Meditations Session 4: Becoming a Truth Extremist
Why do you persist “in doing worse than your best?”
Here’s a scene from the beginning of a dental procedure I was not relishing:
Me to specialist: “So, are you feeling it today?”
Specialist: “I’m always feeling it.”
Me: “You’re a pro.”
Specialist: “I focus on what I’m doing and start to feel it.”
What that specialist knows about focus is simple and easy to practice. And it is timeless wisdom. Marcus Aurelius knew it 2000 years ago. Amateurs get sidetracked by their feelings, which are driven by their thinking. Pros understand that any distracting feelings or thoughts will melt away by the power of their focus.
In Notebook 5.1, Marcus reminded himself:
At dawn, when you’re reluctant to get up, have this thought readily available: I have work to do as a human being, and that’s why I’m getting up. Do I still resent it if I’m on my way to do the work for which I was born and for the sake of which I was brought into the world? Or is this what I was made for, to lie in bed and keep myself warm? “But it’s really nice.” So is pleasure what you were born for? And, in general, was it for feeling, not for doing?

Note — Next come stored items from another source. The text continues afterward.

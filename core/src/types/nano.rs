use num_bigint::BigUint;
use num_traits::Zero;

use super::NanoParseError;

pub const NANO_DECIMALS: usize = 9;

/// Parses a decimal TON amount (`"1"`, `"0.05"`, `"1.5"`) into nano units.
pub fn to_nano(amount: &str) -> Result<BigUint, NanoParseError> {
    let trimmed = amount.trim();
    let (whole, fraction) = trimmed.split_once('.').unwrap_or((trimmed, ""));
    if whole.is_empty() && fraction.is_empty() {
        return Err(NanoParseError::new(amount, "empty amount"));
    }
    if !whole.chars().chain(fraction.chars()).all(|c| c.is_ascii_digit()) {
        return Err(NanoParseError::new(amount, "only digits and one '.' are allowed"));
    }
    if fraction.len() > NANO_DECIMALS {
        return Err(NanoParseError::new(
            amount,
            format!("more than {} fractional digits", NANO_DECIMALS),
        ));
    }
    let digits = format!("{}{:0<width$}", whole, fraction, width = NANO_DECIMALS);
    BigUint::parse_bytes(digits.as_bytes(), 10)
        .ok_or_else(|| NanoParseError::new(amount, "not a number"))
}

/// Formats nano units as a decimal TON amount without trailing zeros.
pub fn from_nano(nano: &BigUint) -> String {
    if nano.is_zero() {
        return "0".to_string();
    }
    let digits = format!("{:0>width$}", nano.to_str_radix(10), width = NANO_DECIMALS + 1);
    let (whole, fraction) = digits.split_at(digits.len() - NANO_DECIMALS);
    let fraction = fraction.trim_end_matches('0');
    if fraction.is_empty() {
        whole.to_string()
    } else {
        format!("{}.{}", whole, fraction)
    }
}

Marcus, Waterfield tells us, meant that literally. So strong was his tendency not to be a pro that Marcus needed to read his advice repeatedly.
Why should we think we are any different? Perhaps it is not about getting out of bed, but another choice point in our day.
And then, in 5.1, Marcus delivers a zinger about why he wants to stay in bed: “The reason is that you don’t love yourself. If you did, you’d love your nature and its purpose.”
We love our ego’s self-concept more than our true identity. As we will see in Session 5, our ego’s self-concept is based on separation from Reality.
In 5.2, Marcus writes, “How easy it is to banish and erase every upsetting or unwelcome thought and gain immediate and complete tranquility!”
Of course, Marcus knew it wasn’t that easy. Meditations is a mind-training program that shows us that we don’t want to banish upsetting thoughts. I will talk more about why in the next Session, but I encourage you to think about why you can’t or don’t banish upsetting thoughts. Please consider leaving your ideas in the thread.
In 5.5, Marcus writes,
The qualities you can offer, then, are those that are entirely up to you: candor, dignity, endurance, indifference to pleasure, acceptance of your lot, frugality, kindness, self-reliance, unaffectedness, discretion, stateliness. Do you see how many you’re able to offer right now, without excusing yourself on the grounds of ineptitude and incompetence? And yet you persist, of your own free will, in doing worse than your best.
What excuses do you make up? Why do you persist “in doing worse than your best?”
I can't stress this enough: To be effective, you must answer these questions as a loving, neutral observer of yourself. The egoic part of your mind will answer in condemnatory tones and is determined to keep you stuck.
Recently, I was struck by Connie Morgan's use of the term "truth extremist.” Morgan was using the term to refer to external truths. She argued we should “Stop putting a ‘nuance bandaid’ on everything that makes [us] uncomfortable.”
Marcus, we can say, was an internal truth extremist for uncovering the many ways he tried to make the false into the truth in his personal life.
To use the metaphor of a fish not knowing he swims in water, we are not aware of the chronic dysfunctional thought patterns we swim in.
In Notebook 5, Marcus gives us many practical ways to become truth extremists.